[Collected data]
○ ○ ○
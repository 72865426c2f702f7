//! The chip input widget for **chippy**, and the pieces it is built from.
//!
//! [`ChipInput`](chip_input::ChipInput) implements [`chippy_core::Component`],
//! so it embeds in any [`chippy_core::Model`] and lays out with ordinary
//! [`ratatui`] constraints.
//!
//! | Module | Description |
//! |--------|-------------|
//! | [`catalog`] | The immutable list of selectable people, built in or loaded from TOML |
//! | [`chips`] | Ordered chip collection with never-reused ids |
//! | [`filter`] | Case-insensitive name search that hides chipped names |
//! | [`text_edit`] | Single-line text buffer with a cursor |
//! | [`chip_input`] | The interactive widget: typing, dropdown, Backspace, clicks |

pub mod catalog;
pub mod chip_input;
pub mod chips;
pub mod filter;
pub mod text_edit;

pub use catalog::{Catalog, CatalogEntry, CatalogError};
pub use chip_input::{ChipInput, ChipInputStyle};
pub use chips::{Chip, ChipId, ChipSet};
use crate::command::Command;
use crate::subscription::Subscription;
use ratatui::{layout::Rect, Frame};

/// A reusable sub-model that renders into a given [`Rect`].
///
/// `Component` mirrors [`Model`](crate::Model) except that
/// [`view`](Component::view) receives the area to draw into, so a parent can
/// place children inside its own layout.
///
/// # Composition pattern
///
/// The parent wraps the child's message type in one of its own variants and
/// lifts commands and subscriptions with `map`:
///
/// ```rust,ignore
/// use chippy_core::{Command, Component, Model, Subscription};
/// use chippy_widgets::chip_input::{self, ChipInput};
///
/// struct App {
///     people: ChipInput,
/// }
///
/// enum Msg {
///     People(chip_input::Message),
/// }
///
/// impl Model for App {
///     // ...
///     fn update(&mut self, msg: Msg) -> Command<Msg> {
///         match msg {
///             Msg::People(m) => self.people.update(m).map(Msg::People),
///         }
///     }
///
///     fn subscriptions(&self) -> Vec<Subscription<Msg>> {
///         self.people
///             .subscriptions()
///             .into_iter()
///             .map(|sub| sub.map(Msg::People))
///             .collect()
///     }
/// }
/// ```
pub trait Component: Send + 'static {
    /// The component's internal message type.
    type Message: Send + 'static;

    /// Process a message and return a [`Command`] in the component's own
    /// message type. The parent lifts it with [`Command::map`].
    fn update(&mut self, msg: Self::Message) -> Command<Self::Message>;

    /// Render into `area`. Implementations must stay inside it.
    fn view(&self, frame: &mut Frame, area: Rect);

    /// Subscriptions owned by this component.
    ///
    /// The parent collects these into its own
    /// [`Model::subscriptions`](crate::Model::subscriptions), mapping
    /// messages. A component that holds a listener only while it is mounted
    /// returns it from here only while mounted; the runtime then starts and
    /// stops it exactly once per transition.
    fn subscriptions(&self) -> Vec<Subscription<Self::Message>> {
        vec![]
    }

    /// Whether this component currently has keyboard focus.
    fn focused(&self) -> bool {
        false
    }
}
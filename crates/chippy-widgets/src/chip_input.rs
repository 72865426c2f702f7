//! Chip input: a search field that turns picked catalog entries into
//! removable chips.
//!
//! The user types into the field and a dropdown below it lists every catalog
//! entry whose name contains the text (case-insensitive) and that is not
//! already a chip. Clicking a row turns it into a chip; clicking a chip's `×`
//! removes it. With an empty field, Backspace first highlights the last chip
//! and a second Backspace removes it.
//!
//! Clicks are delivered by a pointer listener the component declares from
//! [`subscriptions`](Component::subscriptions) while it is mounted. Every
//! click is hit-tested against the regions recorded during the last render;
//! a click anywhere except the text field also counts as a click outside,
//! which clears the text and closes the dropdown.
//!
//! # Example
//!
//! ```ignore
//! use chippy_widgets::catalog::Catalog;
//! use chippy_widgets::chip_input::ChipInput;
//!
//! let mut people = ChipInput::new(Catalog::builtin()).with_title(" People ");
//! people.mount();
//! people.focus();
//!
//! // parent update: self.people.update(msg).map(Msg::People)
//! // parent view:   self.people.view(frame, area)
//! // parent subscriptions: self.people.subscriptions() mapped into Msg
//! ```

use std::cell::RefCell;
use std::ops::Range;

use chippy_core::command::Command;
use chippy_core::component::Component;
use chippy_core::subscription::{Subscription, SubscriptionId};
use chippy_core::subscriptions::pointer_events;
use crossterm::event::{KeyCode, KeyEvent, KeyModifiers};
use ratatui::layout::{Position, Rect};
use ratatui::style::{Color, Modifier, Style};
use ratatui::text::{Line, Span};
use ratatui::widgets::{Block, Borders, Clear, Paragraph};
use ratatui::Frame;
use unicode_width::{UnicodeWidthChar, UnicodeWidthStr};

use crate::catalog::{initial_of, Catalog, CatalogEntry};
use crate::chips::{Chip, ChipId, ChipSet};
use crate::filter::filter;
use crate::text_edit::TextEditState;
○ ○ ○
> What this task involves
Where the string "listener" occurs in a line above, count that line, and report solely the final figure.

> Your solution
2